The track of the ditch on the north side of the wall is visible enough all the way, though sometimes corn grows in it. The line where the wall stood, is generally a foot-path. The valley between the end of the wall at Stanwick, and the castle of Carlisle, is not above 300 yards broad, and is guarded too by the stream of the river Cauda. Westward, on the south side of the river Eden, it went toward Drumburgh, and ended at Boulness. Why the Romans carried it so far, on the south side the bay, was because of its being a flat shore, where an enemy might land in boats. It goes up the hill at Newton, from Carlisle; and so marches in a strait line up the next hill, to Beaumont, one of the old forts. All this way it is turned into a street: the ridge of the wall is the foundation of it, as a pavement; the ditch pretty much filled up by rubbish. Mr. Goodman says, he remembers two forts near Carlisle, now demolished, and ploughed over; one on the north side the river; the other on the south. I cannot suppose the stone work of the wall went across the meadow; rather a wood work with towers, which made up the communication between the two ends of the wall, over the river.

The fort on the north side of the river was on the high plat of ground, between the road up to Stanwick, and the wall. At the place where the ditch ends over the river, has been some little fortification work; and thereabouts is a pretty little spring, faced with stone, and having a stone bason. Hitherto the wall was carried; because directly opposite to the union of the Cauda and Eden rivers, running close under the bank; and directly opposite to the western steep of Carlisle castle, which was the Roman castrum, but somewhat larger than this castle of William Rufus: perhaps it took in most of the present city. In a tower of the walls of Carlisle castle, on the outside, between it and the Irish gate, I saw a Roman carving of a boar, which was the cognisance of the legion here in garrison, and that built it.

We visited Scaleby castle, Mr. Gilpin’s seat, about half a mile from the wall, and built of its stones. This was a strong place with a circular mote, well beset with wood, which is not very common hereabouts. In the garden we copied many Roman altars: they showed us two Roman shoes, found in the bog hereabouts. The church too of this place was built out of the wall. Mr. Gilpin says, in taking up the foundation of the wall at a boggy place, they found a frame of oak timber underneath, very firm.

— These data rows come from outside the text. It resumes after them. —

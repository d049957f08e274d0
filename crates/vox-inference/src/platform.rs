//! URL platform detection and remote media fetching.
//!
//! Direct links and Google Drive files are downloaded over HTTP; YouTube and
//! LinkedIn go through the external `yt-dlp` binary.

use std::path::Path;
use std::time::Duration;

use async_trait::async_trait;
use once_cell::sync::Lazy;
use regex::Regex;
use reqwest::{Client, Url};
use tokio::process::Command;
use tracing::{debug, warn};

use vox_core::defaults::{FETCH_TIMEOUT_SECS, MAX_CONTENT_LENGTH, YTDLP_PATH};
use vox_core::{detect_content_type, Error, Result, UrlType};

/// Extensions that mark a URL as a direct media link.
const DIRECT_MEDIA_EXTENSIONS: &[&str] = &[".mp3", ".mp4", ".wav", ".m4a", ".flac"];

/// LinkedIn paths that carry a video post.
const LINKEDIN_VIDEO_PATHS: &[&str] = &["/feed/update/urn:li:activity:", "/posts/"];

static DRIVE_FILE_PATH: Lazy<Regex> =
    Lazy::new(|| Regex::new(r"/file/d/([A-Za-z0-9_-]+)").expect("valid regex"));

/// Install hint returned when the downloader binary is missing.
pub const YTDLP_INSTALL_COMMAND: &str = "pip install yt-dlp";

/// Parse and check a submitted URL: it must be absolute http(s) with a host.
pub fn validate_url(raw: &str) -> Result<Url> {
    let trimmed = raw.trim();
    if trimmed.is_empty() {
        return Err(Error::InvalidInput("No URL provided".to_string()));
    }
    let url = Url::parse(trimmed)
        .map_err(|e| Error::InvalidInput(format!("Invalid URL: {}", e)))?;
    if !matches!(url.scheme(), "http" | "https") {
        return Err(Error::InvalidInput(format!(
            "Invalid URL: unsupported scheme {}",
            url.scheme()
        )));
    }
    if url.host_str().map_or(true, str::is_empty) {
        return Err(Error::InvalidInput("Invalid URL: missing host".to_string()));
    }
    Ok(url)
}

/// Identify the platform hosting a URL.
pub fn detect_url_type(url: &Url) -> UrlType {
    let host = url.host_str().unwrap_or_default().to_lowercase();
    let path = url.path().to_lowercase();

    if host.contains("drive.google.com") {
        UrlType::GoogleDrive
    } else if host.contains("linkedin.com")
        && LINKEDIN_VIDEO_PATHS
            .iter()
            .any(|p| url.path().contains(p))
    {
        UrlType::Linkedin
    } else if host.ends_with("youtube.com") || host == "youtu.be" {
        UrlType::Youtube
    } else if DIRECT_MEDIA_EXTENSIONS.iter().any(|ext| path.ends_with(ext)) {
        UrlType::DirectMedia
    } else {
        UrlType::Unknown
    }
}

/// Extract the file id from a Google Drive share or download link.
pub fn google_drive_file_id(url: &Url) -> Option<String> {
    if let Some(caps) = DRIVE_FILE_PATH.captures(url.path()) {
        return Some(caps[1].to_string());
    }
    url.query_pairs()
        .find(|(k, _)| k == "id")
        .map(|(_, v)| v.into_owned())
        .filter(|v| !v.is_empty())
}

/// Map a non-success download status onto the error taxonomy.
pub fn status_error(status: u16, url: &str) -> Error {
    let message = format!("Download of {} returned HTTP {}", url, status);
    match status {
        401 | 403 => Error::Unauthorized(message),
        404 | 410 => Error::InvalidInput(message),
        415 => Error::UnsupportedFormat(message),
        429 => Error::RateLimited(message),
        500..=599 => Error::ServiceUnavailable(message),
        _ => Error::InvalidInput(message),
    }
}

/// Media bytes fetched from a remote source.
#[derive(Debug, Clone)]
pub struct FetchedMedia {
    pub data: Vec<u8>,
    pub filename: String,
    pub content_type: String,
}

/// Fetches media for URL submissions.
#[async_trait]
pub trait MediaFetcher: Send + Sync {
    /// Download the media behind `url`, using the strategy for `url_type`.
    async fn fetch(&self, url: &str, url_type: UrlType) -> Result<FetchedMedia>;

    /// External tools required for `url_type` that are not installed.
    async fn missing_dependencies(&self, url_type: UrlType) -> Vec<String>;
}

/// Default fetcher: reqwest for HTTP downloads, `yt-dlp` for video platforms.
pub struct PlatformFetcher {
    client: Client,
    ytdlp_path: String,
    max_bytes: u64,
    timeout: Duration,
}

impl Default for PlatformFetcher {
    fn default() -> Self {
        Self::new(YTDLP_PATH, MAX_CONTENT_LENGTH)
    }
}

impl PlatformFetcher {
    pub fn new(ytdlp_path: impl Into<String>, max_bytes: u64) -> Self {
        Self {
            client: Client::new(),
            ytdlp_path: ytdlp_path.into(),
            max_bytes,
            timeout: Duration::from_secs(FETCH_TIMEOUT_SECS),
        }
    }

    pub fn with_timeout(mut self, timeout: Duration) -> Self {
        self.timeout = timeout;
        self
    }

    /// Create from environment variables (`YTDLP_PATH`, `MAX_CONTENT_LENGTH`).
    pub fn from_env() -> Self {
        let ytdlp_path = std::env::var("YTDLP_PATH")
            .ok()
            .filter(|p| !p.is_empty())
            .unwrap_or_else(|| YTDLP_PATH.to_string());
        let max_bytes = std::env::var("MAX_CONTENT_LENGTH")
            .ok()
            .and_then(|v| v.parse().ok())
            .unwrap_or(MAX_CONTENT_LENGTH);
        Self::new(ytdlp_path, max_bytes)
    }

    /// Whether the `yt-dlp` binary can be executed.
    pub async fn ytdlp_available(&self) -> bool {
        let mut cmd = Command::new(&self.ytdlp_path);
        cmd.arg("--version").kill_on_drop(true);
        cmd.output()
            .await
            .map(|out| out.status.success())
            .unwrap_or(false)
    }

    async fn download_http(&self, url: &str, fallback_stem: &str) -> Result<FetchedMedia> {
        debug!(url, "Downloading media over HTTP");
        let mut response = self.client.get(url).timeout(self.timeout).send().await?;

        let status = response.status();
        if !status.is_success() {
            return Err(status_error(status.as_u16(), url));
        }
        if let Some(len) = response.content_length() {
            if len > self.max_bytes {
                return Err(self.too_large());
            }
        }

        let header_type = response
            .headers()
            .get(reqwest::header::CONTENT_TYPE)
            .and_then(|v| v.to_str().ok())
            .map(|v| v.split(';').next().unwrap_or(v).trim().to_string());

        let mut data = Vec::new();
        while let Some(chunk) = response.chunk().await? {
            if (data.len() + chunk.len()) as u64 > self.max_bytes {
                return Err(self.too_large());
            }
            data.extend_from_slice(&chunk);
        }
        if data.is_empty() {
            return Err(Error::InvalidInput(format!(
                "Downloaded file from {} is empty",
                url
            )));
        }

        let filename = filename_from_url(url, header_type.as_deref(), fallback_stem);
        let content_type = match header_type {
            Some(t) if t.starts_with("audio/") || t.starts_with("video/") => t,
            _ => detect_content_type(&filename, &data),
        };

        Ok(FetchedMedia {
            data,
            filename,
            content_type,
        })
    }

    async fn download_with_ytdlp(&self, url: &str, format: &str) -> Result<FetchedMedia> {
        let dir = tempfile::tempdir()?;
        let template = dir.path().join("%(id)s.%(ext)s");

        debug!(url, ytdlp = %self.ytdlp_path, "Downloading media with yt-dlp");
        let mut cmd = Command::new(&self.ytdlp_path);
        cmd.arg("--no-playlist")
            .arg("--quiet")
            .arg("--no-warnings")
            .arg("-f")
            .arg(format)
            .arg("--max-filesize")
            .arg(self.max_bytes.to_string())
            .arg("-o")
            .arg(&template)
            .arg(url)
            .kill_on_drop(true);

        // Platform downloads get a longer budget than plain HTTP fetches
        let output = match tokio::time::timeout(self.timeout * 5, cmd.output()).await {
            Ok(Ok(output)) => output,
            Ok(Err(e)) if e.kind() == std::io::ErrorKind::NotFound => {
                return Err(Error::Config(format!(
                    "yt-dlp is not installed ({})",
                    YTDLP_INSTALL_COMMAND
                )))
            }
            Ok(Err(e)) => return Err(e.into()),
            Err(_) => {
                return Err(Error::Timeout(format!("yt-dlp download of {} timed out", url)))
            }
        };

        if !output.status.success() {
            let stderr = String::from_utf8_lossy(&output.stderr);
            warn!(url, stderr = %stderr.trim(), "yt-dlp failed");
            return Err(ytdlp_error(&stderr));
        }

        let path = first_file(dir.path()).await?;
        let data = tokio::fs::read(&path).await?;
        if data.is_empty() {
            return Err(Error::InvalidInput("Downloaded file is empty".to_string()));
        }
        if data.len() as u64 > self.max_bytes {
            return Err(self.too_large());
        }

        let filename = path
            .file_name()
            .and_then(|n| n.to_str())
            .unwrap_or("download.mp4")
            .to_string();
        let content_type = detect_content_type(&filename, &data);
        Ok(FetchedMedia {
            data,
            filename,
            content_type,
        })
    }

    fn too_large(&self) -> Error {
        Error::PayloadTooLarge(format!(
            "Remote file exceeds maximum size of {} bytes",
            self.max_bytes
        ))
    }
}

#[async_trait]
impl MediaFetcher for PlatformFetcher {
    async fn fetch(&self, url: &str, url_type: UrlType) -> Result<FetchedMedia> {
        match url_type {
            UrlType::GoogleDrive => {
                let parsed = validate_url(url)?;
                let file_id = google_drive_file_id(&parsed).ok_or_else(|| {
                    Error::InvalidInput("Invalid Google Drive URL".to_string())
                })?;
                let download_url = format!(
                    "https://drive.google.com/uc?id={}&export=download",
                    file_id
                );
                self.download_http(&download_url, &format!("gdrive_{}", file_id))
                    .await
            }
            UrlType::Youtube => {
                self.download_with_ytdlp(url, "bestaudio/best[ext=mp4]/best")
                    .await
            }
            UrlType::Linkedin => self.download_with_ytdlp(url, "mp4/best[ext=mp4]/best").await,
            UrlType::DirectMedia | UrlType::Unknown => self.download_http(url, "media_file").await,
        }
    }

    async fn missing_dependencies(&self, url_type: UrlType) -> Vec<String> {
        if url_type.requires_downloader() && !self.ytdlp_available().await {
            vec!["yt-dlp".to_string()]
        } else {
            Vec::new()
        }
    }
}

/// Choose a file name for downloaded bytes.
fn filename_from_url(url: &str, content_type: Option<&str>, fallback_stem: &str) -> String {
    let from_path = Url::parse(url).ok().and_then(|u| {
        u.path_segments()
            .and_then(|mut segs| segs.next_back().map(str::to_string))
            .filter(|name| name.contains('.') && !name.starts_with('.'))
    });
    if let Some(name) = from_path {
        return name;
    }

    let ext = match content_type {
        Some(t) if t.starts_with("audio/") => "mp3",
        _ => "mp4",
    };
    format!("{}.{}", fallback_stem, ext)
}

/// Classify a yt-dlp failure from its stderr.
fn ytdlp_error(stderr: &str) -> Error {
    let lower = stderr.to_lowercase();
    let message = format!("yt-dlp failed: {}", stderr.trim());
    if lower.contains("http error 429") || lower.contains("too many requests") {
        Error::RateLimited(message)
    } else if lower.contains("sign in") || lower.contains("login") || lower.contains("http error 403")
    {
        Error::Unauthorized(message)
    } else if lower.contains("unsupported url")
        || lower.contains("video unavailable")
        || lower.contains("private video")
        || lower.contains("http error 404")
    {
        Error::InvalidInput(message)
    } else if lower.contains("larger than max-filesize") || lower.contains("file is larger") {
        Error::PayloadTooLarge(message)
    } else {
        Error::Request(message)
    }
}

async fn first_file(dir: &Path) -> Result<std::path::PathBuf> {
    let mut entries = tokio::fs::read_dir(dir).await?;
    while let Some(entry) = entries.next_entry().await? {
        if entry.file_type().await?.is_file() {
            return Ok(entry.path());
        }
    }
    Err(Error::InvalidInput("No file downloaded".to_string()))
}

From hence, over a most dismal boggy moor, an uncultivated desert, we travelled to Netherby. We passed by a Roman fort upon the river Leven, where antiquities have been found. They tell us, that, for sixty miles further up northward, there is scarce a house or tree to be seen, all the way. This was the march, or bound, between the two kingdoms. The land might be drained and cultivated, and how much a greater argument of national prudence would it be to have it done, by those we transport to America!

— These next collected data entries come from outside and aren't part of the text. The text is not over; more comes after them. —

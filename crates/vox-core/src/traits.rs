//! Core traits for vox abstractions.

use async_trait::async_trait;
use uuid::Uuid;

use crate::{JobRecord, Result, SummaryResult, TranscriptResult};

/// Storage for job records.
///
/// Every mutating method applies one state-machine transition atomically with
/// respect to other calls on the same job, and returns the updated record.
#[async_trait]
pub trait JobRepository: Send + Sync {
    /// Store a new record. Fails with `InvalidState` if the id already exists.
    async fn insert(&self, record: JobRecord) -> Result<()>;

    /// Snapshot of a single record.
    async fn get(&self, job_id: Uuid) -> Result<Option<JobRecord>>;

    /// Snapshots of the given records, in input order, skipping missing ids.
    async fn get_many(&self, job_ids: &[Uuid]) -> Result<Vec<JobRecord>>;

    /// Move a queued record to processing.
    ///
    /// Returns `None` when the record is missing or no longer queued, so two
    /// executors can never both claim the same job.
    async fn claim(&self, job_id: Uuid) -> Result<Option<JobRecord>>;

    /// Move a processing record to completed with its result.
    async fn complete(&self, job_id: Uuid, result: TranscriptResult) -> Result<JobRecord>;

    /// Move a processing record back to queued after a retryable failure.
    async fn requeue(&self, job_id: Uuid, error: &str) -> Result<JobRecord>;

    /// Move a processing record to failed.
    async fn fail(&self, job_id: Uuid, error: &str) -> Result<JobRecord>;

    /// Attach a summary to a completed record.
    async fn attach_summary(&self, job_id: Uuid, summary: &SummaryResult) -> Result<JobRecord>;

    /// Drop a record, returning it if it existed.
    async fn remove(&self, job_id: Uuid) -> Result<Option<JobRecord>>;

    /// Number of stored records.
    async fn count(&self) -> Result<usize>;
}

The foundations of the Roman castrum at Netherby appear round the house, or present castle: it stood on an eminence near the river. Many antiquities are here dug up every day. The foundations of houses, and the streets, are visible. They pretend, most of the space between the vallum and ditch is vaulted. A little lower down has been some monumental edifice, or burial-place, where they find many urns and sepulchral antiquities.

In the garden here, are some altars; and a carving of a female head, in a lion’s skin; I suppose, Omphale; and an admirable carving of a Genius sacrificing. We saw a gold Nero found here: a cornelian with a woman’s head, flowing hair. This valley by the river side is very good land, with some shadow of Nature’s beautiful face left; but every where else about us, is the most melancholy dreary view I ever beheld, and as the back-door of creation; here and there a castellate house by the river, whither at night the cattle are all driven for security from the borderers: as for the houses of the cottagers, they are mean beyond imagination; made of mud, and thatched with turf, without windows, only one story; the people almost naked.

We returned through Longton, a market-town, whose streets are wholly composed of such kind of structure: the piles of turf for firing are generally as large and as handsome as the houses.